───── Given records
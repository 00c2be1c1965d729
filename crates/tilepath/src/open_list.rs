//! Indexed binary min-heap used as the A* open list.
//!
//! The heap stores grid indices and orders them by the f-cost of the node
//! they refer to. Every node carries its own position inside the heap
//! array ([`SearchNode::heap_index`]), which the heap keeps in sync on every
//! swap. That back-pointer is what makes [`OpenList::remove`] O(log n): a
//! node whose cost just dropped can be pulled out from the middle of the
//! heap instead of being left behind as a stale entry.
//!
//! Nodes with equal f-cost pop in insertion order.

use std::cmp::Ordering;

use crate::grid::SearchNode;

/// Priority queue of discovered-but-unexpanded nodes.
#[derive(Debug, Clone, Default)]
pub struct OpenList {
    heap: Vec<usize>,
    next_order: u64,
}

impl OpenList {
    pub fn new() -> Self {
        Self::default()
    }

    /// Create an open list that can hold `capacity` nodes without growing.
    pub fn with_capacity(capacity: usize) -> Self {
        Self {
            heap: Vec::with_capacity(capacity),
            next_order: 0,
        }
    }

    #[inline]
    pub fn len(&self) -> usize {
        self.heap.len()
    }

    #[inline]
    pub fn is_empty(&self) -> bool {
        self.heap.is_empty()
    }

    /// The node that [`extract_min`](Self::extract_min) would return.
    #[inline]
    pub fn peek(&self) -> Option<usize> {
        self.heap.first().copied()
    }

    /// Whether node `idx` is queued.
    pub fn contains(&self, nodes: &[SearchNode], idx: usize) -> bool {
        nodes[idx]
            .heap_index
            .is_some_and(|pos| self.heap.get(pos) == Some(&idx))
    }

    /// Drop every entry, unlinking the queued nodes from the heap.
    pub fn clear(&mut self, nodes: &mut [SearchNode]) {
        for &idx in &self.heap {
            if let Some(node) = nodes.get_mut(idx) {
                node.heap_index = None;
            }
        }
        self.heap.clear();
        self.next_order = 0;
    }

    /// Queue node `idx`, keyed by its current f-cost.
    pub fn insert(&mut self, nodes: &mut [SearchNode], idx: usize) {
        let pos = self.heap.len();
        let node = &mut nodes[idx];
        node.order = self.next_order;
        node.heap_index = Some(pos);
        self.next_order += 1;
        self.heap.push(idx);
        self.sift_up(nodes, pos);
    }

    /// Remove and return the node with the smallest f-cost.
    pub fn extract_min(&mut self, nodes: &mut [SearchNode]) -> Option<usize> {
        let top = *self.heap.first()?;
        self.take_at(nodes, 0);
        Some(top)
    }

    /// Remove node `idx` from anywhere in the heap.
    ///
    /// Returns `false` if the node was not queued.
    pub fn remove(&mut self, nodes: &mut [SearchNode], idx: usize) -> bool {
        if !self.contains(nodes, idx) {
            return false;
        }
        let Some(pos) = nodes[idx].heap_index else {
            return false;
        };
        self.take_at(nodes, pos);
        true
    }

    /// Iterate queued node indices in heap order (not priority order).
    pub fn iter(&self) -> impl Iterator<Item = usize> + '_ {
        self.heap.iter().copied()
    }

    // -----------------------------------------------------------------------
    // Heap internals
    // -----------------------------------------------------------------------

    /// Remove the entry at heap position `pos`, refilling the hole with the
    /// last entry and restoring heap order around it.
    fn take_at(&mut self, nodes: &mut [SearchNode], pos: usize) {
        let removed = self.heap.swap_remove(pos);
        nodes[removed].heap_index = None;
        if pos < self.heap.len() {
            nodes[self.heap[pos]].heap_index = Some(pos);
            let pos = self.sift_up(nodes, pos);
            self.sift_down(nodes, pos);
        }
    }

    fn sift_up(&mut self, nodes: &mut [SearchNode], mut pos: usize) -> usize {
        while pos > 0 {
            let parent = (pos - 1) / 2;
            if !Self::less(nodes, self.heap[pos], self.heap[parent]) {
                break;
            }
            self.swap(nodes, pos, parent);
            pos = parent;
        }
        pos
    }

    fn sift_down(&mut self, nodes: &mut [SearchNode], mut pos: usize) {
        let len = self.heap.len();
        loop {
            let left = 2 * pos + 1;
            if left >= len {
                break;
            }
            let right = left + 1;
            let best = if right < len && Self::less(nodes, self.heap[right], self.heap[left]) {
                right
            } else {
                left
            };
            if !Self::less(nodes, self.heap[best], self.heap[pos]) {
                break;
            }
            self.swap(nodes, pos, best);
            pos = best;
        }
    }

    fn swap(&mut self, nodes: &mut [SearchNode], a: usize, b: usize) {
        self.heap.swap(a, b);
        nodes[self.heap[a]].heap_index = Some(a);
        nodes[self.heap[b]].heap_index = Some(b);
    }

    /// Heap order: lower f-cost first, then earlier insertion.
    fn less(nodes: &[SearchNode], a: usize, b: usize) -> bool {
        let (na, nb) = (&nodes[a], &nodes[b]);
        match na.f_cost().total_cmp(&nb.f_cost()) {
            Ordering::Less => true,
            Ordering::Greater => false,
            Ordering::Equal => na.order < nb.order,
        }
    }
}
──────────
Every record, start to finish: reproduce it word for word.

repository 00c2be1c1965d729
filename crates/tilepath/src/open_list.rs
//! Indexed binary min-heap used as the A* open list.
//!
//! The heap stores grid indices and orders them by the f-cost of the node
//! they refer to. Every node carries its own position inside the heap
//! array ([`SearchNode::heap_index`]), which the heap keeps in sync on every
//! swap. That back-pointer is what makes [`OpenList::remove`] O(log n): a
//! node whose cost just dropped can be pulled out from the middle of the
//! heap instead of being left behind as a stale entry.
//!
//! Nodes with equal f-cost pop in insertion order.

use std::cmp::Ordering;

use crate::grid::SearchNode;

/// Priority queue of discovered-but-unexpanded nodes.
#[derive(Debug, Clone, Default)]
pub struct OpenList {
    heap: Vec<usize>,
    next_order: u64,
}

impl OpenList {
    pub fn new() -> Self {
        Self::default()
    }

    /// Create an open list that can hold `capacity` nodes without growing.
    pub fn with_capacity(capacity: usize) -> Self {
        Self {
            heap: Vec::with_capacity(capacity),
            next_order: 0,
        }
    }

    #[inline]
    pub fn len(&self) -> usize {
        self.heap.len()
    }

    #[inline]
    pub fn is_empty(&self) -> bool {
        self.heap.is_empty()
    }

    /// The node that [`extract_min`](Self::extract_min) would return.
    #[inline]
    pub fn peek(&self) -> Option<usize> {
        self.heap.first().copied()
    }

    /// Whether node `idx` is queued.
    pub fn contains(&self, nodes: &[SearchNode], idx: usize) -> bool {
        nodes[idx]
            .heap_index
            .is_some_and(|pos| self.heap.get(pos) == Some(&idx))
    }

    /// Drop every entry, unlinking the queued nodes from the heap.
    pub fn clear(&mut self, nodes: &mut [SearchNode]) {
        for &idx in &self.heap {
            if let Some(node) = nodes.get_mut(idx) {
                node.heap_index = None;
            }
        }
        self.heap.clear();
        self.next_order = 0;
    }

    /// Queue node `idx`, keyed by its current f-cost.
    pub fn insert(&mut self, nodes: &mut [SearchNode], idx: usize) {
        let pos = self.heap.len();
        let node = &mut nodes[idx];
        node.order = self.next_order;
        node.heap_index = Some(pos);
        self.next_order += 1;
        self.heap.push(idx);
        self.sift_up(nodes, pos);
    }

    /// Remove and return the node with the smallest f-cost.
    pub fn extract_min(&mut self, nodes: &mut [SearchNode]) -> Option<usize> {
        let top = *self.heap.first()?;
        self.take_at(nodes, 0);
        Some(top)
    }

    /// Remove node `idx` from anywhere in the heap.
    ///
    /// Returns `false` if the node was not queued.
    pub fn remove(&mut self, nodes: &mut [SearchNode], idx: usize) -> bool {
        if !self.contains(nodes, idx) {
            return false;
        }
        let Some(pos) = nodes[idx].heap_index else {
            return false;
        };
        self.take_at(nodes, pos);
        true
    }

    /// Iterate queued node indices in heap order (not priority order).
    pub fn iter(&self) -> impl Iterator<Item = usize> + '_ {
        self.heap.iter().copied()
    }

    // -----------------------------------------------------------------------
    // Heap internals
    // -----------------------------------------------------------------------

    /// Remove the entry at heap position `pos`, refilling the hole with the
    /// last entry and restoring heap order around it.
    fn take_at(&mut self, nodes: &mut [SearchNode], pos: usize) {
        let removed = self.heap.swap_remove(pos);
        nodes[removed].heap_index = None;
        if pos < self.heap.len() {
            nodes[self.heap[pos]].heap_index = Some(pos);
            let pos = self.sift_up(nodes, pos);
            self.sift_down(nodes, pos);
        }
    }

    fn sift_up(&mut self, nodes: &mut [SearchNode], mut pos: usize) -> usize {
        while pos > 0 {
            let parent = (pos - 1) / 2;
            if !Self::less(nodes, self.heap[pos], self.heap[parent]) {
                break;
            }
            self.swap(nodes, pos, parent);
            pos = parent;
        }
        pos
    }

    fn sift_down(&mut self, nodes: &mut [SearchNode], mut pos: usize) {
        let len = self.heap.len();
        loop {
            let left = 2 * pos + 1;
            if left >= len {
                break;
            }
            let right = left + 1;
            let best = if right < len && Self::less(nodes, self.heap[right], self.heap[left]) {
                right
            } else {
                left
            };
            if !Self::less(nodes, self.heap[best], self.heap[pos]) {
                break;
            }
            self.swap(nodes, pos, best);
            pos = best;
        }
    }

    fn swap(&mut self, nodes: &mut [SearchNode], a: usize, b: usize) {
        self.heap.swap(a, b);
        nodes[self.heap[a]].heap_index = Some(a);
        nodes[self.heap[b]].heap_index = Some(b);
    }

    /// Heap order: lower f-cost first, then earlier insertion.
    fn less(nodes: &[SearchNode], a: usize, b: usize) -> bool {
        let (na, nb) = (&nodes[a], &nodes[b]);
        match na.f_cost().total_cmp(&nb.f_cost()) {
            Ordering::Less => true,
            Ordering::Greater => false,
            Ordering::Equal => na.order < nb.order,
        }
    }
}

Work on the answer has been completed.